[Second post in a series on the book Introverts in the Church. First post is here.]
Chapter 2, The Introverted Difference, basically describes the attributes of introverts. I already know all about that, so I didn't find much worth posting from it. Similarly, chapter 3, Finding Healing, is aimed at those who've felt wounded by church for being an introvert. I long ago gave up on trying to fit in, so again, it didn't really say anything that I thought worth posting. Both chapters are still worth reading, though. Chapter 4, Introverted Spirituality, had a lot of meat in it, so the rest of this post will be excerpts from that.
Pages 70-71: There is an ancient spiritual tradition, still a central practice in Eastern Orthodoxy, called apophatic spirituality. Also referred to as via negativa ("the negative way"), apophatic spirituality focuses on what cannot be grasped about God through rational thought, words or images. It emphasizes the hiddenness of God. This is in contrast to kataphatic or positive spirituality, which is focused on what can be known about God. Kataphatic spirituality is grounded in revelation - the words, images and other means through which God has chosen to disclose himself in the Scriptures, the created world and the incarnation of Jesus Christ....Although we possess God's self-revelation in the Bible, God can never be encapsulated by words on a page or confined by precise doctrines. Words and tangible images are signs pointing to God, but they are not God himself. As useful and necessary as they are, they have a way of limiting or trying to control him.
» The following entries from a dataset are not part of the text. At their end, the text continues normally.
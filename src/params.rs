// SPDX-License-Identifier: Apache-2.0
// Copyright (c) 2025 Au-Zone Technologies. All Rights Reserved.

//! Encode parameter computation: quality scaling of the quantization
//! matrices and the rate parameter estimate feeding filesize control.

/// Base luminance quantization matrix, scaled by [`scale_quant_matrix`].
pub const LUMA_QUANT_BASE: [u8; 64] = [
    16, 11, 10, 16, 24, 40, 51, 61, //
    12, 12, 14, 19, 26, 58, 60, 55, //
    14, 13, 16, 24, 40, 57, 69, 56, //
    14, 17, 22, 29, 51, 87, 80, 62, //
    18, 22, 37, 56, 68, 109, 103, 77, //
    24, 35, 55, 64, 81, 104, 113, 92, //
    49, 64, 78, 87, 103, 121, 120, 101, //
    72, 92, 95, 98, 112, 100, 103, 99, //
];

/// Base chrominance quantization matrix, scaled by [`scale_quant_matrix`].
pub const CHROMA_QUANT_BASE: [u8; 64] = [
    17, 18, 24, 47, 99, 99, 99, 99, //
    18, 21, 26, 66, 99, 99, 99, 99, //
    24, 26, 56, 99, 99, 99, 99, 99, //
    47, 66, 99, 99, 99, 99, 99, 99, //
    99, 99, 99, 99, 99, 99, 99, 99, //
    99, 99, 99, 99, 99, 99, 99, 99, //
    99, 99, 99, 99, 99, 99, 99, 99, //
    99, 99, 99, 99, 99, 99, 99, 99, //
];

/// Scales a base quantization matrix for a JPEG quality factor.
///
/// Quality 50 copies the base matrix unchanged. Quality 0 is treated as 1
/// and values above 98 as 98; qualities above 50 divide the base entries by
/// `50 / (100 - quality)`, qualities below 50 by `quality / 50`, rounding
/// to the nearest integer. Results are saturated to the byte range.
pub fn scale_quant_matrix(base: &[u8; 64], quality: u32) -> [u8; 64] {
    if quality == 50 {
        return *base;
    }

    let quality = quality.clamp(1, 98);
    let frac = if quality > 50 {
        50.0 / (100 - quality) as f64
    } else {
        quality as f64 / 50.0
    };

    let mut scaled = [0u8; 64];
    for (dst, &src) in scaled.iter_mut().zip(base) {
        *dst = (src as f64 / frac + 0.5) as u8;
    }
    scaled
}

/// Rate parameters consumed by the filesize control registers.
#[derive(Clone, Copy, Debug, PartialEq, Eq)]
pub struct RateParams {
    /// Frame height in MCU rows.
    pub mcu_rows: u16,
    /// Number of encoding passes minus one.
    pub passes: u32,
}

// Empirical weighting of the frame area in the byte budget estimate, from
// the encoder's rate model.
const AREA_WEIGHT: f64 = 3.14159365;

/// Estimates the rate parameters for a target size factor.
///
/// `width` and `height` are the frame dimensions in pixels; `h_shift` and
/// `v_shift` describe the MCU granularity (the MCU edge is `1 << (shift + 2)`
/// pixels). The refinement loop distributes the byte budget over the MCU
/// columns, running at most 15 iterations and stopping early once the
/// remaining columns fit one pass or the budget is exhausted. The iteration
/// bound and both stop conditions are part of the hardware's rate model and
/// must not be reworked into a closed form.
pub fn rate_params(target: u32, width: u32, height: u32, h_shift: u32, v_shift: u32) -> RateParams {
    let mcu_rows = (height - 1 + (1 << (v_shift + 2))) >> (v_shift + 2);

    let scale = 12 - v_shift - h_shift;
    let mut remaining = (width - 1 + (1 << (h_shift + 2))) >> (h_shift + 2);
    let blocks = (remaining + 15) >> 4;
    let passes = blocks - 1;

    let mut ratio = (target.wrapping_shl(15) as f64
        / (height.wrapping_mul(width) as f64 * AREA_WEIGHT)) as u32;
    let mut budget = ratio.wrapping_mul(remaining);

    for _ in 0..15 {
        if remaining <= blocks || budget == 0 {
            break;
        }
        let step = (2u32.wrapping_mul(ratio) >> scale) as i32;
        let row_bytes: i32 = if step >= 0 {
            if step < 255 {
                step
            } else {
                -1
            }
        } else {
            0
        };
        remaining -= blocks;
        let spent = blocks.wrapping_mul(row_bytes.wrapping_shl(scale) as u32);
        budget = if budget > spent { budget - spent } else { 0 };
        ratio = budget / remaining;
    }

    RateParams {
        mcu_rows: mcu_rows as u16,
        passes,
    }
}
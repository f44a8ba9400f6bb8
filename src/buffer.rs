// SPDX-License-Identifier: Apache-2.0
// Copyright (c) 2025 Au-Zone Technologies. All Rights Reserved.

//! Staging buffers for encoder input and output.
//!
//! A [`StageBuffer`] pairs a DMA region with a fill-state machine so a
//! producer (camera capture, file reader) and the encoder can hand frames
//! back and forth without copying. [`BufferPool`] is an owned registry of
//! staging buffers with a fixed capacity; buffers are claimed from the pool
//! and return to it when marked empty, and everything is released when the
//! pool goes out of scope.

use crate::memory::DmaMemory;
use std::{
    error::Error,
    io,
    sync::{Arc, Condvar, Mutex},
};
use tracing::debug;

#[derive(Clone, Copy, PartialEq, Eq, Debug)]
enum FillState {
    Empty,
    Busy,
    Filled,
}

struct StageState {
    fill: FillState,
    used: usize,
}

/// DMA-backed staging buffer with fill-state tracking.
pub struct StageBuffer {
    memory: DmaMemory,
    state: Mutex<StageState>,
    cond: Condvar,
}

impl StageBuffer {
    /// Allocates a staging buffer of at least `capacity` bytes.
    pub fn new(capacity: usize) -> Result<Self, Box<dyn Error>> {
        let memory = DmaMemory::new(capacity)?;
        Ok(Self {
            memory,
            state: Mutex::new(StageState {
                fill: FillState::Empty,
                used: 0,
            }),
            cond: Condvar::new(),
        })
    }

    /// Backing DMA region.
    pub fn memory(&self) -> &DmaMemory {
        &self.memory
    }

    pub fn capacity(&self) -> usize {
        self.memory.len()
    }

    /// Number of valid bytes in the buffer.
    pub fn used(&self) -> usize {
        self.state.lock().unwrap().used
    }

    /// Records the number of valid bytes in the buffer.
    pub fn set_used(&self, used: usize) -> io::Result<()> {
        if used > self.capacity() {
            return Err(io::Error::from(io::ErrorKind::InvalidInput));
        }
        self.state.lock().unwrap().used = used;
        Ok(())
    }

    /// Claims the buffer if it is empty.
    pub fn try_claim(&self) -> bool {
        let mut state = self.state.lock().unwrap();
        if state.fill == FillState::Empty {
            state.fill = FillState::Busy;
            true
        } else {
            false
        }
    }

    /// Marks the buffer as owned by the hardware or a producer.
    pub fn mark_busy(&self) {
        self.state.lock().unwrap().fill = FillState::Busy;
    }

    /// Marks the buffer as holding valid data and wakes waiters.
    pub fn mark_filled(&self) {
        let mut state = self.state.lock().unwrap();
        state.fill = FillState::Filled;
        self.cond.notify_all();
    }

    /// Marks the buffer as reusable and wakes waiters.
    pub fn mark_empty(&self) {
        let mut state = self.state.lock().unwrap();
        state.fill = FillState::Empty;
        state.used = 0;
        self.cond.notify_all();
    }

    /// Blocks until the buffer holds valid data.
    pub fn wait_until_filled(&self) {
        let mut state = self.state.lock().unwrap();
        while state.fill != FillState::Filled {
            state = self.cond.wait(state).unwrap();
        }
    }

    /// Blocks until the buffer is reusable.
    pub fn wait_until_empty(&self) {
        let mut state = self.state.lock().unwrap();
        while state.fill != FillState::Empty {
            state = self.cond.wait(state).unwrap();
        }
    }
}

/// Owned, fixed-capacity registry of staging buffers.
pub struct BufferPool {
    buffers: Vec<Arc<StageBuffer>>,
}

impl BufferPool {
    /// Allocates `count` staging buffers of `capacity` bytes each.
    pub fn new(count: usize, capacity: usize) -> Result<Self, Box<dyn Error>> {
        let mut buffers = Vec::with_capacity(count);
        for _ in 0..count {
            buffers.push(Arc::new(StageBuffer::new(capacity)?));
        }
        debug!("buffer pool: {} x {} bytes", count, capacity);
        Ok(Self { buffers })
    }

    pub fn len(&self) -> usize {
        self.buffers.len()
    }

    pub fn is_empty(&self) -> bool {
        self.buffers.is_empty()
    }

    pub fn get(&self, index: usize) -> Option<&Arc<StageBuffer>> {
        self.buffers.get(index)
    }

    /// Claims the first empty buffer, marking it busy.
    pub fn acquire(&self) -> Option<Arc<StageBuffer>> {
        self.buffers
            .iter()
            .find(|buffer| buffer.try_claim())
            .cloned()
    }
}
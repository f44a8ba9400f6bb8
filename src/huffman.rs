// SPDX-License-Identifier: Apache-2.0
// Copyright (c) 2025 Au-Zone Technologies. All Rights Reserved.

//! Canonical Huffman code generation for the encoder table memory.
//!
//! Tables are specified the way the JPEG standard describes them, as the
//! number of codes of each length plus the symbols in increasing code
//! order. The hardware instead wants a per-symbol lookup of (length, code)
//! pairs, directly indexed for the DC classes and indexed by the
//! nibble-swapped symbol for the AC classes, because the entropy stage
//! enumerates run/size pairs in swapped-nibble order.

/// Number of slots in a DC class lookup table.
pub const DC_TABLE_WIDTH: usize = 12;

/// Number of slots in an AC class lookup table.
pub const AC_TABLE_WIDTH: usize = 256;

/// Maximum number of symbols in an AC class specification.
pub const AC_MAX_SYMBOLS: usize = 162;

/// Huffman table specification: `counts[i]` is the number of codes of
/// length `i + 1`, and `symbols` lists the coded symbols in increasing
/// code order.
#[derive(Clone, Debug, PartialEq, Eq)]
pub struct HuffSpec {
    pub counts: [u8; 16],
    pub symbols: Vec<u8>,
}

/// Table class, deciding the lookup width and symbol indexing.
#[derive(Clone, Copy, PartialEq, Eq, Debug)]
pub enum TableClass {
    Dc,
    Ac,
}

/// Per-symbol (code length, code value) lookup in the layout the table
/// memory expects. Slots without a code are zero.
#[derive(Clone, Debug, PartialEq, Eq)]
pub struct HwHuffTable {
    class: TableClass,
    slots: Vec<(u16, u16)>,
}

impl HwHuffTable {
    /// Assigns canonical codes to the specification and scatters them into
    /// the hardware lookup layout.
    ///
    /// Codes are assigned walking lengths 1..15 in increasing order; within
    /// one length, codes are consecutive in symbol order, and each length
    /// starts at twice the sum of the previous start and count. Symbols must
    /// be valid for the class: below 12 for DC tables, any byte for AC
    /// tables. Codes longer than 15 bits are not representable in the table
    /// memory and their symbols are left without a code.
    pub fn build(spec: &HuffSpec, class: TableClass) -> Self {
        let width = match class {
            TableClass::Dc => DC_TABLE_WIDTH,
            TableClass::Ac => AC_TABLE_WIDTH,
        };

        let mut codes: Vec<(u16, u16)> = Vec::with_capacity(spec.symbols.len());
        let mut next: u16 = 0;
        for (length, count) in (1u16..16).zip(spec.counts) {
            let mut code = next;
            for _ in 0..count {
                codes.push((length, code));
                code += 1;
            }
            next = 2 * (next + count as u16);
        }

        let mut slots = vec![(0u16, 0u16); width];
        for (&symbol, &code) in spec.symbols.iter().zip(&codes) {
            let index = match class {
                TableClass::Dc => symbol as usize,
                TableClass::Ac => symbol.rotate_left(4) as usize,
            };
            slots[index] = code;
        }
        Self { class, slots }
    }

    pub fn class(&self) -> TableClass {
        self.class
    }

    /// All (length, code) slots in lookup order.
    pub fn slots(&self) -> &[(u16, u16)] {
        &self.slots
    }
}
Pages 72-73: Contemplative solitude, though, differs from simple privacy. Privacy involves moving away from something, physically distancing ourselves from the draining world of outside stimulation....Solitude, however, is as much of an internal state as it is a physical reality. In solitude we move toward something, toward an encounter with God that produces spiritual renewal....God's power is resurrection power, the very energy that triumphed over death in the person of Jesus and set the world ablaze with new creation. When we seek him in solitude we avail ourselves of resurrection power, finding restoration that supersedes any refreshment we can find in mere privacy.
Pages 74-75: There is a very animated committee in my head that produces all kinds of imaginary scenarios, has fierce verbal jousts, and wrestles with any number of personal and world dilemmas, so the challenge has been allowing God into my internal conversations My internal chatter is so constant that it becomes difficult for me to discern the voice of God...It's not that I need to silence the conversation that comes so natural to me; it's that I need to allow God to assume his place at the head of the table.
Page 83: The goal of silence is not necessarily to hear the profound word from God, but simply to spend time with our Father - in which God may or may not speak.